> SUPPLIED DATA:

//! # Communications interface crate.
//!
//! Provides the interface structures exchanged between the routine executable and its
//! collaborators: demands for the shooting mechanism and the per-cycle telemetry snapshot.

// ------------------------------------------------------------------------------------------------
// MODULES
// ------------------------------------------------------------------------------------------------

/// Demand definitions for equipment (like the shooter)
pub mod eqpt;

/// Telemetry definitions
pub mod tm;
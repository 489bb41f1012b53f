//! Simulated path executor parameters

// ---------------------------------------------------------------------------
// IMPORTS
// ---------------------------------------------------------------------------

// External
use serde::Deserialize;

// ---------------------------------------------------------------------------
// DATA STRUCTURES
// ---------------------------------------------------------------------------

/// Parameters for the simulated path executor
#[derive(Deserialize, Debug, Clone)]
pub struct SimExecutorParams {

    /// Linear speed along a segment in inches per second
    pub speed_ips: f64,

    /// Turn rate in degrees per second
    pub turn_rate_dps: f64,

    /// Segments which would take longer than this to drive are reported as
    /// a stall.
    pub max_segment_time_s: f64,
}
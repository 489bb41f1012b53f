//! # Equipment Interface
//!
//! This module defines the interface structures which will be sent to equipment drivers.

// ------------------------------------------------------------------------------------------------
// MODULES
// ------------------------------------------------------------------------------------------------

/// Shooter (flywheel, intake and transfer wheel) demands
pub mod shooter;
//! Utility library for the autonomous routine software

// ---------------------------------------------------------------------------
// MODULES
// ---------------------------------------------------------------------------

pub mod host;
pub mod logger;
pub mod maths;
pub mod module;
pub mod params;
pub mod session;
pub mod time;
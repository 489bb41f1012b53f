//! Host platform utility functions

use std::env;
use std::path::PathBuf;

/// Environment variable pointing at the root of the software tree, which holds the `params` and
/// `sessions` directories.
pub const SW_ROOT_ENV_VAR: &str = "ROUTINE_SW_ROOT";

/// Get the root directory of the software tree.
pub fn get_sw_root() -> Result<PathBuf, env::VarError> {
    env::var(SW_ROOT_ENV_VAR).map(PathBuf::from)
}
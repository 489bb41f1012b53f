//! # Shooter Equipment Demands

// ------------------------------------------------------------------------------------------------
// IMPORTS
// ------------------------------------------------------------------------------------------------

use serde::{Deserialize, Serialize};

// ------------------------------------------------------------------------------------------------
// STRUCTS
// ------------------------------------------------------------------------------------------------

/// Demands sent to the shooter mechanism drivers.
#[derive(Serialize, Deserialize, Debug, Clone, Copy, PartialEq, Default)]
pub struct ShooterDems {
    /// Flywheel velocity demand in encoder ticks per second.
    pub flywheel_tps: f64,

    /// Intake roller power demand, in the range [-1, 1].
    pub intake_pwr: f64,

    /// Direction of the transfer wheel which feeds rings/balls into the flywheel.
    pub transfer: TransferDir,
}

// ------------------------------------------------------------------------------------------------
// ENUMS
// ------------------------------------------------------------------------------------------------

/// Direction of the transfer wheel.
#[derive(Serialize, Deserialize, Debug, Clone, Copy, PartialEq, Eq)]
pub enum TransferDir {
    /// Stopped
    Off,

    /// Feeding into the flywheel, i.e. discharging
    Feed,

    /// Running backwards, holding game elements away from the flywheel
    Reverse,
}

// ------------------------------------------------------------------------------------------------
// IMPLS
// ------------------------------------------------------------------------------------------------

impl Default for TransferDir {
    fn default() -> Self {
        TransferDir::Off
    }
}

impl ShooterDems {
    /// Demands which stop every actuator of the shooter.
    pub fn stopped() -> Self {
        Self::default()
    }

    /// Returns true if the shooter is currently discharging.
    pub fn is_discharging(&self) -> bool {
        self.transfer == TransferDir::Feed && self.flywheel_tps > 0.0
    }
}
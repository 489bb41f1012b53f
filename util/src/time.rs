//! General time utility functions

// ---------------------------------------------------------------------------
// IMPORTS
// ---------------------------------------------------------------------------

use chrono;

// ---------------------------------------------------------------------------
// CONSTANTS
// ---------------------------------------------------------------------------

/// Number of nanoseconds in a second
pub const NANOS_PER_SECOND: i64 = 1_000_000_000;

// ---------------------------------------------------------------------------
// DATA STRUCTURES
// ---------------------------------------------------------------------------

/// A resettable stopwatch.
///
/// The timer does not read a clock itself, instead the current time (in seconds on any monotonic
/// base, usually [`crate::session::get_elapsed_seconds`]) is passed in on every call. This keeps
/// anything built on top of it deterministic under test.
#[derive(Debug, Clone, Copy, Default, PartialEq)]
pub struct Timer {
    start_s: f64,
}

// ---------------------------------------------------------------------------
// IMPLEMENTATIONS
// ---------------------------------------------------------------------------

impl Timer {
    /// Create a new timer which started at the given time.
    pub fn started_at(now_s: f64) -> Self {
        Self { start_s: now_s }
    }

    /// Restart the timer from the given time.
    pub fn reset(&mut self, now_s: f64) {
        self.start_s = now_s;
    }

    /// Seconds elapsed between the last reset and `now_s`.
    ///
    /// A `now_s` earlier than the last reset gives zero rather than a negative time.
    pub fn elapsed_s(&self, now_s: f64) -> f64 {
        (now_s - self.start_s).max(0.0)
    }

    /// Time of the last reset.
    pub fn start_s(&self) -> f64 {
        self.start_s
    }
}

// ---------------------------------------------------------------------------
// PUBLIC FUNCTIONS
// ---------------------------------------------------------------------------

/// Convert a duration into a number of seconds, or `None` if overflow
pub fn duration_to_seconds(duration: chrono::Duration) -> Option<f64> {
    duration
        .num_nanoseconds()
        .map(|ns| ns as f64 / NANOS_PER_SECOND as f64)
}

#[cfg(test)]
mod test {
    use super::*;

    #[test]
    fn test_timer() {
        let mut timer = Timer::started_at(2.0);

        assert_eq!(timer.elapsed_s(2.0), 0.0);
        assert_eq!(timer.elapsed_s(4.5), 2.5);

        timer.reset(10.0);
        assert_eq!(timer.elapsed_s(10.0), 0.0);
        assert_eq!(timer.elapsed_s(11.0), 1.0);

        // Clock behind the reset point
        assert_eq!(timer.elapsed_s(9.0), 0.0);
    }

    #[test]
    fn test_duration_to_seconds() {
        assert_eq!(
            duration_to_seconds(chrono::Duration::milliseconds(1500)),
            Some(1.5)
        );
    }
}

> WHAT THE EXERCISE ASKS: Look through the entries and work out how many lines have the word "chrono" in them; reply with that number only.

> TASK RESULT: 3